◆ **YOUR TASK**:
Where the line with "the weekly grid." appears below, start writing out lines exactly, and finish with the line with "close: TimeOfDay::from_minutes(20 *", which is included; write out nothing else.

_ _ _ _ _ _ _

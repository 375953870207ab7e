use chrono::{NaiveDate, NaiveDateTime, Utc};
use rusqlite::{Connection, TransactionBehavior};

use crate::config::BusinessHours;
use crate::db::queries;
use crate::errors::{AppError, SchedulingError};
use crate::models::time::format_minutes;
use crate::models::{
    Appointment, AppointmentPatch, AppointmentStatus, NewAppointment, PaymentStatus, Service,
    TimeInterval, TimeOfDay,
};

/// Policy and "now" for one validation run, passed in by the caller.
#[derive(Debug, Clone, Copy)]
pub struct SchedulingContext {
    pub hours: BusinessHours,
    pub now: NaiveDateTime,
}

/// First active appointment of `barber_id` whose interval overlaps `proposed`.
pub fn find_conflict<'a>(
    barber_id: &str,
    proposed: &TimeInterval,
    candidates: &'a [Appointment],
    exclude_id: Option<&str>,
) -> Option<&'a Appointment> {
    candidates.iter().find(|existing| {
        existing.barber_id == barber_id
            && existing.is_active()
            && exclude_id != Some(existing.id.as_str())
            && existing.interval().overlaps(proposed)
    })
}

pub fn has_conflict(
    barber_id: &str,
    proposed: &TimeInterval,
    candidates: &[Appointment],
    exclude_id: Option<&str>,
) -> bool {
    find_conflict(barber_id, proposed, candidates, exclude_id).is_some()
}

/// End of a `duration`-minute service starting at `start`, checked against opening hours.
pub fn end_time_for(
    hours: &BusinessHours,
    start: TimeOfDay,
    duration_minutes: u32,
) -> Result<TimeOfDay, SchedulingError> {
    if start < hours.open || start >= hours.close {
        return Err(SchedulingError::OutsideHours);
    }
    let too_late = || SchedulingError::TooLate {
        end: format_minutes(start.minutes().saturating_add(duration_minutes)),
    };
    match start.add_minutes(duration_minutes) {
        Some(end) if end < hours.close.minutes() => {
            TimeOfDay::from_minutes(end).ok_or_else(too_late)
        }
        _ => Err(too_late()),
    }
}

pub fn ensure_not_past(
    now: NaiveDateTime,
    date: NaiveDate,
    start: TimeOfDay,
) -> Result<(), SchedulingError> {
    if start.on(date) < now {
        return Err(SchedulingError::Past);
    }
    Ok(())
}

/// Fresh conflict check against stored data; run inside the write transaction.
pub fn ensure_slot_free(
    conn: &Connection,
    barber_id: &str,
    proposed: &TimeInterval,
    exclude_id: Option<&str>,
) -> Result<(), AppError> {
    let candidates = queries::active_appointments_for_barber(conn, barber_id, proposed.date)?;
    if let Some(existing) = find_conflict(barber_id, proposed, &candidates, exclude_id) {
        tracing::info!(
            barber_id,
            date = %proposed.date,
            start = %proposed.start,
            end = %proposed.end,
            conflicting_id = %existing.id,
            "rejected overlapping appointment"
        );
        return Err(SchedulingError::Conflict.into());
    }
    Ok(())
}

pub fn book_appointment(
    conn: &mut Connection,
    ctx: &SchedulingContext,
    req: NewAppointment,
) -> Result<Appointment, AppError> {
    require_id("clientId", &req.client_id)?;
    require_id("barberId", &req.barber_id)?;
    require_id("locationId", &req.location_id)?;
    require_id("serviceId", &req.service_id)?;

    let tx = conn.transaction_with_behavior(TransactionBehavior::Immediate)?;

    ensure_references(&tx, &req.client_id, &req.barber_id, &req.location_id)?;
    let service = load_service(&tx, &req.service_id)?;

    let end = end_time_for(&ctx.hours, req.start_time, service.duration_minutes)?;
    if let Some(requested_end) = req.end_time {
        if requested_end != end {
            return Err(AppError::Validation(format!(
                "endTime {requested_end} does not match service duration ({} min from {})",
                service.duration_minutes, req.start_time
            )));
        }
    }
    ensure_not_past(ctx.now, req.appointment_date, req.start_time)?;

    let interval = TimeInterval::new(req.appointment_date, req.start_time, end);
    ensure_slot_free(&tx, &req.barber_id, &interval, None)?;

    let now = Utc::now().naive_utc();
    let appt = Appointment {
        id: uuid::Uuid::new_v4().to_string(),
        client_id: req.client_id,
        barber_id: req.barber_id,
        location_id: req.location_id,
        service_id: req.service_id,
        appointment_date: req.appointment_date,
        start_time: req.start_time,
        end_time: end,
        status: AppointmentStatus::Scheduled,
        payment_method: req.payment_method,
        payment_status: req.payment_status.unwrap_or(PaymentStatus::Pending),
        notes: req.notes,
        created_at: now,
        updated_at: now,
    };
    queries::insert_appointment(&tx, &appt)?;
    tx.commit()?;

    tracing::info!(
        appointment_id = %appt.id,
        barber_id = %appt.barber_id,
        date = %appt.appointment_date,
        start = %appt.start_time,
        "appointment booked"
    );
    Ok(appt)
}

/// Applies an edit. Interval rules are re-checked only when the slot itself
/// changes or a cancelled appointment comes back.
pub fn apply_update(
    conn: &mut Connection,
    ctx: &SchedulingContext,
    id: &str,
    patch: AppointmentPatch,
) -> Result<Appointment, AppError> {
    let tx = conn.transaction_with_behavior(TransactionBehavior::Immediate)?;

    let current = queries::get_appointment(&tx, id)?
        .ok_or_else(|| AppError::NotFound(format!("appointment {id}")))?;
    let mut updated = current.clone();

    if let Some(client_id) = patch.client_id {
        updated.client_id = client_id;
    }
    if let Some(barber_id) = patch.barber_id {
        updated.barber_id = barber_id;
    }
    if let Some(location_id) = patch.location_id {
        updated.location_id = location_id;
    }
    if let Some(service_id) = patch.service_id {
        updated.service_id = service_id;
    }
    if let Some(date) = patch.appointment_date {
        updated.appointment_date = date;
    }
    if let Some(start) = patch.start_time {
        updated.start_time = start;
    }
    if let Some(status) = patch.status {
        updated.status = status;
    }
    if let Some(method) = patch.payment_method {
        updated.payment_method = Some(method);
    }
    if let Some(payment_status) = patch.payment_status {
        updated.payment_status = payment_status;
    }
    if let Some(notes) = patch.notes {
        updated.notes = Some(notes);
    }

    if updated.client_id != current.client_id
        || updated.barber_id != current.barber_id
        || updated.location_id != current.location_id
    {
        ensure_references(&tx, &updated.client_id, &updated.barber_id, &updated.location_id)?;
    }

    let slot_changed = updated.barber_id != current.barber_id
        || updated.appointment_date != current.appointment_date
        || updated.start_time != current.start_time
        || updated.service_id != current.service_id;
    let reactivated = !current.is_active() && updated.is_active();

    if slot_changed {
        let service = load_service(&tx, &updated.service_id)?;
        updated.end_time = end_time_for(&ctx.hours, updated.start_time, service.duration_minutes)?;
        if updated.is_active() {
            ensure_not_past(ctx.now, updated.appointment_date, updated.start_time)?;
        }
    }
    if updated.is_active() && (slot_changed || reactivated) {
        ensure_slot_free(&tx, &updated.barber_id, &updated.interval(), Some(&updated.id))?;
    }

    queries::update_appointment(&tx, &updated)?;
    tx.commit()?;

    tracing::info!(
        appointment_id = %updated.id,
        status = updated.status.as_str(),
        slot_changed,
        "appointment updated"
    );
    Ok(updated)
}

pub fn load_service(conn: &Connection, id: &str) -> Result<Service, AppError> {
    queries::get_service(conn, id)?.ok_or_else(|| AppError::NotFound(format!("service {id}")))
}

fn ensure_references(
    conn: &Connection,
    client_id: &str,
    barber_id: &str,
    location_id: &str,
) -> Result<(), AppError> {
    if queries::get_client(conn, client_id)?.is_none() {
        return Err(AppError::NotFound(format!("client {client_id}")));
    }
    if queries::get_barber(conn, barber_id)?.is_none() {
        return Err(AppError::NotFound(format!("barber {barber_id}")));
    }
    if !queries::location_exists(conn, location_id)? {
        return Err(AppError::NotFound(format!("location {location_id}")));
    }
    Ok(())
}

fn require_id(field: &str, value: &str) -> Result<(), AppError> {
    if value.trim().is_empty() {
        return Err(AppError::Validation(format!("{field} is required")));
    }
    Ok(())
}
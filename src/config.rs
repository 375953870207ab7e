use std::env;

use serde::Serialize;

use crate::models::TimeOfDay;

#[derive(Clone, Debug)]
pub struct AppConfig {
    pub port: u16,
    pub database_url: String,
    pub admin_token: String,
    pub hours: BusinessHours,
}

impl AppConfig {
    pub fn from_env() -> anyhow::Result<Self> {
        let defaults = BusinessHours::default();
        let open = time_var("OPEN_TIME", defaults.open)?;
        let close = time_var("CLOSE_TIME", defaults.close)?;
        let slot_minutes = match env::var("SLOT_MINUTES") {
            Ok(v) => v
                .parse()
                .map_err(|_| anyhow::anyhow!("SLOT_MINUTES must be a positive integer, got {v}"))?,
            Err(_) => defaults.slot_minutes,
        };

        Ok(Self {
            port: env::var("PORT")
                .ok()
                .and_then(|v| v.parse().ok())
                .unwrap_or(3000),
            database_url: env::var("DATABASE_URL").unwrap_or_else(|_| "barbershop.db".to_string()),
            admin_token: env::var("ADMIN_TOKEN").unwrap_or_else(|_| "changeme".to_string()),
            hours: BusinessHours::new(open, close, slot_minutes)?,
        })
    }
}

fn time_var(name: &str, default: TimeOfDay) -> anyhow::Result<TimeOfDay> {
    match env::var(name) {
        Ok(v) => TimeOfDay::parse(&v).map_err(|e| anyhow::anyhow!("{name}: {e}")),
        Err(_) => Ok(default),
    }
}

/// Opening policy shared by booking validation and the weekly grid.
#[derive(Clone, Copy, Debug, PartialEq, Eq, Serialize)]
#[serde(rename_all = "camelCase")]
pub struct BusinessHours {
    pub open: TimeOfDay,
    pub close: TimeOfDay,
    pub slot_minutes: u32,
}

impl Default for BusinessHours {
    fn default() -> Self {
        Self {
            open: TimeOfDay::from_minutes(9 * 60).unwrap_or(TimeOfDay::MIDNIGHT),
            close: TimeOfDay::from_minutes(20 * 60).unwrap_or(TimeOfDay::MIDNIGHT),
            slot_minutes: 15,
        }
    }
}

impl BusinessHours {
    pub fn new(open: TimeOfDay, close: TimeOfDay, slot_minutes: u32) -> anyhow::Result<Self> {
        anyhow::ensure!(open < close, "opening time {open} must be before closing time {close}");
        anyhow::ensure!(slot_minutes > 0, "slot granularity must be positive");
        Ok(Self {
            open,
            close,
            slot_minutes,
        })
    }

    /// Grid start times from opening up to the last slot before closing.
    pub fn slots(&self) -> Vec<TimeOfDay> {
        (self.open.minutes()..self.close.minutes())
            .step_by(self.slot_minutes as usize)
            .filter_map(TimeOfDay::from_minutes)
            .collect()
    }

    pub fn is_aligned(&self, t: TimeOfDay) -> bool {
        t >= self.open && (t.minutes() - self.open.minutes()) % self.slot_minutes == 0
    }
}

_ _ _ _ _ _ _

◆ **WRITTEN SOLUTION**:
/// Opening policy shared by booking validation and the weekly grid.
#[derive(Clone, Copy, Debug, PartialEq, Eq, Serialize)]
#[serde(rename_all = "camelCase")]
pub struct BusinessHours {
    pub open: TimeOfDay,
    pub close: TimeOfDay,
    pub slot_minutes: u32,
}

impl Default for BusinessHours {
    fn default() -> Self {
        Self {
            open: TimeOfDay::from_minutes(9 * 60).unwrap_or(TimeOfDay::MIDNIGHT),
            close: TimeOfDay::from_minutes(20 * 60).unwrap_or(TimeOfDay::MIDNIGHT),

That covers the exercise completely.